[quote="Hesychios, post:12, topic:266249"]
Well, here is the problem, I will try to make the explanation clear from an Orthodox point of view but I hope no one is hurt by it, that is not ever my intention ...
For an Orthodox bishop to accept communion from or offer communion to a Papal bishop, would be virtually telling the world that whatever deviations in belief the Papacy endorses are not a big deal anymore. That would be misleading, the differences in theology are a huge deal and we owe it to ourselves and to our children to see that they are resolved first.
Even today, a convert from Roman Catholicism to Orthodoxy has to make a set of renunciations. These are specific repudiations of some very basic (and as some Roman Catholics would say of paramount importance) RC dogmas.
Any Orthodox bishop who will admit a Roman Catholic bishop to the table is at risk of relativising the faith.

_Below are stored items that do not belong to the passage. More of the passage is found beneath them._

impl RowRecordsAggregate {
    pub fn new() -> Self {
        Self::default()
    }

    /// Consume the contiguous run of row block records.
    pub fn read(rs: &mut RecordStream<'_>, options: &ReadOptions) -> XlsResult<Self> {
        let mut agg = Self::new();
        let mut last_formula: Option<(u32, u16)> = None;

        while let Some(record) = rs.peek() {
            if !sid::is_row_block_record(record.sid()) {
                break;
            }
            rs.next();
            match record {
                Record::Row(r) => {
                    agg.rows.insert(r.row_number(), *r);
                    continue;
                },
                Record::DbCell(_) => continue,
                Record::String(r) => {
                    agg.attach(last_formula, sid::STRING, |f| f.string = Some(r.clone()))?;
                    continue;
                },
                Record::SharedFormula(r) => {
                    agg.attach(last_formula, sid::SHRFMLA, |f| f.shared = Some(r.clone()))?;
                    continue;
                },
                Record::Array(r) => {
                    agg.attach(last_formula, sid::ARRAY, |f| f.array = Some(r.clone()))?;
                    continue;
                },
                Record::Table(r) => {
                    agg.attach(last_formula, sid::TABLE, |f| f.table = Some(*r))?;
                    continue;
                },
                _ => {},
            }

            last_formula = None;
            match record {
                Record::Number(r) => agg.put(CellRecord::Number(*r)),
                Record::Rk(r) => agg.put(CellRecord::Rk(*r)),
                Record::MulRk(r) => r.expand().into_iter().for_each(|c| agg.put(c.into())),
                Record::Label(r) => agg.put(CellRecord::Label(r.clone())),
                Record::LabelSst(r) => agg.put(CellRecord::LabelSst(*r)),
                Record::BoolErr(r) => agg.put(CellRecord::BoolErr(*r)),
                Record::Blank(r) => agg.put(CellRecord::Blank(*r)),
                Record::MulBlank(r) => r.expand().into_iter().for_each(|c| agg.put(c.into())),
                Record::Formula(r) => {
                    if !r.formula.is_parsed() && !options.keep_unparsed_formulas {
                        return Err(XlsError::InvalidFormula(format!(
                            "undecodable formula at row {} column {}",
                            r.cell.row, r.cell.col
                        )));
                    }
                    last_formula = Some((r.cell.row_number(), r.cell.col));
                    agg.put(CellRecord::Formula(FormulaCell::new(r.clone())));
                },
                other => {
                    return Err(XlsError::invalid_record(
                        other.sid(),
                        "record is not allowed inside row blocks",
                    ));
                },
            }
        }

        if options.synthesize_missing_rows {
            agg.synthesize_missing_rows()?;
        }
        debug!(
            "read {} rows and {} cells",
            agg.rows.len(),
            agg.cells.values().map(BTreeMap::len).sum::<usize>()
        );
        Ok(agg)
    }

    fn put(&mut self, cell: CellRecord) {
        let (row, col) = (cell.row(), cell.col());
        if self.cells.entry(row).or_default().insert(col, cell).is_some() {
            warn!("duplicate cell at row {} column {}, keeping the last", row, col);
        }
    }

    fn attach(
        &mut self,
        target: Option<(u32, u16)>,
        sid: u16,
        apply: impl FnOnce(&mut FormulaCell),
    ) -> XlsResult<()> {
        let orphan = || XlsError::invalid_record(sid, "record does not follow a formula cell");
        let (row, col) = target.ok_or_else(orphan)?;
        match self.cell_mut(row, col).and_then(CellRecord::as_formula_mut) {
            Some(formula) => {
                apply(formula);
                Ok(())
            },
            None => Err(orphan()),
        }
    }

    fn synthesize_missing_rows(&mut self) -> XlsResult<()> {
        for (&row, cells) in &self.cells {
            if self.rows.contains_key(&row) || cells.is_empty() {
                continue;
            }
            warn!("row {} has cells but no ROW record; creating one", row);
            let mut rec = RowRecord::new(row)?;
            if let (Some(first), Some(last)) = (cells.keys().next(), cells.keys().next_back()) {
                rec.first_col = *first;
                rec.last_col = *last + 1;
            }
            self.rows.insert(row, rec);
        }
        Ok(())
    }

    /// Add or replace a ROW record.
    pub fn insert_row(&mut self, row: RowRecord) -> Option<RowRecord> {
        self.rows.insert(row.row_number(), row)
    }

    /// Remove a row and every cell in it.
    pub fn remove_row(&mut self, row: u32) -> XlsResult<Option<RowRecord>> {
        let cols: Vec<u16> = self
            .cells
            .get(&row)
            .map(|c| c.keys().copied().collect())
            .unwrap_or_default();
        for col in cols {
            self.remove_cell(row, col)?;
        }
        Ok(self.rows.remove(&row))
    }

    pub fn row(&self, row: u32) -> Option<&RowRecord> {
        self.rows.get(&row)
    }

    pub fn row_mut(&mut self, row: u32) -> Option<&mut RowRecord> {
        self.rows.get_mut(&row)
    }

    /// ROW records in row order.
    pub fn rows(&self) -> impl Iterator<Item = &RowRecord> {
        self.rows.values()
    }

    pub fn row_count(&self) -> usize {
        self.rows.len()
    }

    /// First and last row holding a ROW record or a cell.
    pub fn row_span(&self) -> Option<(u32, u32)> {
        let rows = self.block_rows();
        Some((*rows.first()?, *rows.last()?))
    }

    /// Store a cell, replacing any cell at the same position. The row is
    /// created when missing and its column span widened.
    pub fn insert_cell(&mut self, cell: CellRecord) -> XlsResult<Option<CellRecord>> {
        let (row, col) = (cell.row(), cell.col());
        check_coordinates(row, col)?;
        if self.is_shared_master(row, col) {
            self.unlink_shared_group(row, col)?;
        }

        let rec = match self.rows.entry(row) {
            Entry::Occupied(e) => e.into_mut(),
            Entry::Vacant(e) => e.insert(RowRecord::new(row)?),
        };
        if rec.is_empty() {
            rec.first_col = col;
            rec.last_col = col + 1;
        } else {
            rec.first_col = rec.first_col.min(col);
            rec.last_col = rec.last_col.max(col + 1);
        }

        Ok(self.cells.entry(row).or_default().insert(col, cell))
    }

    /// Remove a cell. A removed shared formula master hands its formula
    /// to the other cells of the range first.
    pub fn remove_cell(&mut self, row: u32, col: u16) -> XlsResult<Option<CellRecord>> {
        if self.is_shared_master(row, col) {
            self.unlink_shared_group(row, col)?;
        }
        let Some(cells) = self.cells.get_mut(&row) else {
            return Ok(None);
        };
        let removed = cells.remove(&col);
        if cells.is_empty() {
            self.cells.remove(&row);
        }
        Ok(removed)
    }

    pub fn cell(&self, row: u32, col: u16) -> Option<&CellRecord> {
        self.cells.get(&row)?.get(&col)
    }

    pub fn cell_mut(&mut self, row: u32, col: u16) -> Option<&mut CellRecord> {
        self.cells.get_mut(&row)?.get_mut(&col)
    }

    /// All cells in row-major order.
    pub fn cells(&self) -> impl Iterator<Item = &CellRecord> {
        self.cells.values().flat_map(BTreeMap::values)
    }

    pub fn cells_mut(&mut self) -> impl Iterator<Item = &mut CellRecord> {
        self.cells.values_mut().flat_map(BTreeMap::values_mut)
    }

    pub fn cells_in_row(&self, row: u32) -> impl Iterator<Item = &CellRecord> {
        self.cells.get(&row).into_iter().flat_map(BTreeMap::values)
    }

    /// Cells inside a rectangle, row-major. Only the rows in `rows` are
    /// visited; a reversed range selects nothing.
    pub fn cells_in_range(
        &self,
        rows: RangeInclusive<u32>,
        cols: RangeInclusive<u16>,
    ) -> impl Iterator<Item = &CellRecord> {
        let valid = !rows.is_empty() && !cols.is_empty();
        valid
            .then(|| {
                self.cells
                    .range(rows)
                    .flat_map(move |(_, cells)| cells.range(cols.clone()).map(|(_, cell)| cell))
            })
            .into_iter()
            .flatten()
    }

    pub fn cell_count(&self) -> usize {
        self.cells.values().map(BTreeMap::len).sum()
    }

    /// Lowest and highest column holding a cell.
    pub fn column_span(&self) -> Option<(u16, u16)> {
        let mut cols = self
            .cells
            .values()
            .filter_map(|c| Some((*c.keys().next()?, *c.keys().next_back()?)));
        let first = cols.next()?;
        Some(cols.fold(first, |(lo, hi), (a, b)| (lo.min(a), hi.max(b))))
    }

    fn is_shared_master(&self, row: u32, col: u16) -> bool {
        self.cell(row, col)
            .and_then(CellRecord::as_formula)
            .is_some_and(|f| f.shared.is_some())
    }

    /// The SHRFMLA covering `(row, col)` whose master is at `(master_row,
    /// master_col)`, falling back to any shared range containing the cell.
    fn find_shared(
        &self,
        master_row: u16,
        master_col: u16,
        row: u16,
        col: u16,
    ) -> Option<&SharedFormulaRecord> {
        let direct = self
            .cell(u32::from(master_row), master_col)
            .and_then(CellRecord::as_formula)
            .and_then(|f| f.shared.as_ref())
            .filter(|s| s.range.contains(row, col));
        direct.or_else(|| {
            self.cells()
                .filter_map(|c| c.as_formula()?.shared.as_ref())
                .find(|s| s.range.contains(row, col))
        })
    }

    /// Tokens a formula cell evaluates. Shared formula members get the
    /// master's tokens moved to their position; array members get the
    /// array formula.
    pub fn formula_tokens(&self, row: u32, col: u16) -> Option<Vec<Ptg>> {
        let formula = self.cell(row, col)?.as_formula()?;
        let Some((master_row, master_col)) = formula.record.formula.exp_target() else {
            return formula.record.formula.tokens().map(<[Ptg]>::to_vec);
        };
        let (r16, c16) = (u16::try_from(row).ok()?, col);
        if let Some(shared) = self.find_shared(master_row, master_col, r16, c16) {
            return Some(shared_to_cell_tokens(shared.formula.tokens()?, r16, c16));
        }
        let master = self.cell(u32::from(master_row), master_col)?.as_formula()?;
        master
            .array
            .as_ref()
            .and_then(|a| a.formula.tokens())
            .map(<[Ptg]>::to_vec)
    }

    /// Give a single shared formula member its own tokens. Unlinking the
    /// master dissolves the whole group.
    pub fn unlink_shared_formula(&mut self, row: u32, col: u16) -> XlsResult<()> {
        if self.is_shared_master(row, col) {
            return self.unlink_shared_group(row, col);
        }
        self.unlink_member(row, col);
        Ok(())
    }

    fn unlink_member(&mut self, row: u32, col: u16) {
        let Some((master_row, master_col)) = self
            .cell(row, col)
            .and_then(CellRecord::as_formula)
            .and_then(|f| f.record.formula.exp_target())
        else {
            return;
        };
        let Ok(r16) = u16::try_from(row) else {
            return;
        };
        let Some(tokens) = self
            .find_shared(master_row, master_col, r16, col)
            .and_then(|s| s.formula.tokens())
            .map(|t| shared_to_cell_tokens(t, r16, col))
        else {
            return;
        };
        if let Some(f) = self.cell_mut(row, col).and_then(CellRecord::as_formula_mut) {
            f.record.formula = Formula::new(tokens);
            f.record.flags.remove(FormulaFlags::SHARED_FORMULA);
        }
    }

    fn unlink_shared_group(&mut self, row: u32, col: u16) -> XlsResult<()> {
        let Some(range) = self
            .cell(row, col)
            .and_then(CellRecord::as_formula)
            .and_then(|f| f.shared.as_ref())
            .map(|s| s.range)
        else {
            return Ok(());
        };
        let master_row = u16::try_from(row)
            .map_err(|_| XlsError::invalid_argument(format!("row {} exceeds 65535", row)))?;

        let members: Vec<(u32, u16)> = self
            .cells()
            .filter_map(|c| {
                let f = c.as_formula()?;
                let target = f.record.formula.exp_target()?;
                (target == (master_row, col)
                    && range.contains(c.row() as u16, c.col()))
                .then(|| (c.row(), c.col()))
            })
            .collect();
        debug!(
            "unlinking shared formula at row {} column {} from {} cells",
            row,
            col,
            members.len()
        );
        for (r, c) in members {
            self.unlink_member(r, c);
        }
        if let Some(f) = self.cell_mut(row, col).and_then(CellRecord::as_formula_mut) {
            f.shared = None;
        }
        Ok(())
    }

    /// Row numbers that take part in the block layout.
    fn block_rows(&self) -> Vec<u32> {
        let set: BTreeSet<u32> = self
            .rows
            .keys()
            .copied()
            .chain(
                self.cells
                    .iter()
                    .filter(|(_, c)| !c.is_empty())
                    .map(|(r, _)| *r),
            )
            .collect();
        set.into_iter().collect()
    }

    /// Number of DBCELL blocks the rows are written in.
    pub fn row_block_count(&self) -> usize {
        self.block_rows().len().div_ceil(ROWS_PER_BLOCK)
    }

    fn row_cells_size(&self, row: u32) -> usize {
        self.cells_in_row(row).map(CellRecord::serialized_size).sum()
    }
}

If anyone wonders why Eastern Catholic bishops are not in communion right now with Orthodox bishops, that is the reason. They 'broke faith' by admitting Roman Catholic bishops to their Holy Eucharist long ago. They thus at the time cut themselves off from the rest of Orthodoxy. Their excommunication was a matter of necessity. [Of course the rest is history, we know that in the intervening years the Eastern Catholic body of bishops was gradually formed along Latin lines, and taught Latin theology, and now they have had the CCEO imposed upon them. Today they are not considered Orthodox bishops in any fashion whatever.]
It should be noted also that even when an informal or 'under the table' exception is made to commune lay RC in an Orthodox temple, it is almost always believed to be a practicing Eastern Catholic, not a practicising Latin Catholic, who is allowed this privilige. This is probably because they are perceived to beleve the same as Orthodox, and the seperation is more of an issue of church politics for Eastern Catholics, than of belief.
Now we see that some Eastern Catholics would like to style themselves as Orthodox "in communion with" Rome. It is all very nice that they claim to believe only what Orthodox believe, and nothing more, but if they still choose to commune with the Papacy and other Roman Catholics when there is a perfectly good Orthodox temple available to them they have essentially relativised the faith. "I'm OK, You're OK" does not work well here, it could be perceived as just another example of Cafeteria Catholicism.
I understand your concerns about relativising Christianity. However, is it at all possible Catholics and Orthodox are merely expressing the same truths but in different words?
We call the fall of Adam his reception of "original sin". You call it his fall from grace, or lack thereof. Mary was "full of grace" and free from "original sin", meaning she did not take the fall Adam had, so to speak. You say "Dormition"; we say Assumption. Even the Filioque, a common argument, appears to be a misconception on the Orthodox side. As I understand it, Christ is not, erm, the co-creator or co-progenitor of the HS. But As the HS comes from God the Father, He also passes through God the Son.
Now I am not accusing you necessarily, but is it possible perhaps the Patriarchs and bishops just "can't read Latin", so to speak? Perhaps they cannot understand the Latin position? Because I honestly see no conflict; your theology and my own seem to be the same - just in different terms - Greek vs. Latin.:confused:
It is possible, but then they would have to be aware that they might lose communion with their sister churches. Actually, Orthodox are always aware of the importance of maintaining communion with one another, of maintaining this unity. They might be fighting like cats and dogs off and on over other issues, but they are very unlikely to act even as entire synods without one another's expressed approval in matters like this.